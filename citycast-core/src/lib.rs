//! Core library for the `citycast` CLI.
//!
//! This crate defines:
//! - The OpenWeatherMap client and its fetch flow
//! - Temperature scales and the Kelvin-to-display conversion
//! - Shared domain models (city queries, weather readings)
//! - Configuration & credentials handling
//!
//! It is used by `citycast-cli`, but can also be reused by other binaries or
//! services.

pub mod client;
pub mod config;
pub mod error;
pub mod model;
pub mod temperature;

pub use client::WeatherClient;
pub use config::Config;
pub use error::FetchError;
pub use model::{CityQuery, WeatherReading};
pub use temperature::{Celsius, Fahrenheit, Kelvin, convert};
◆ ◆ ◆ ◆
◆ YOUR TASK ◆
Write out the line containing "pub mod model;" and every line after it through the end of the entries. Keep each one exactly as it is, and add nothing.

◆ REPLY TO THE TASK ◆
pub mod model;
pub mod temperature;

pub use client::WeatherClient;
pub use config::Config;
pub use error::FetchError;
pub use model::{CityQuery, WeatherReading};
pub use temperature::{Celsius, Fahrenheit, Kelvin, convert};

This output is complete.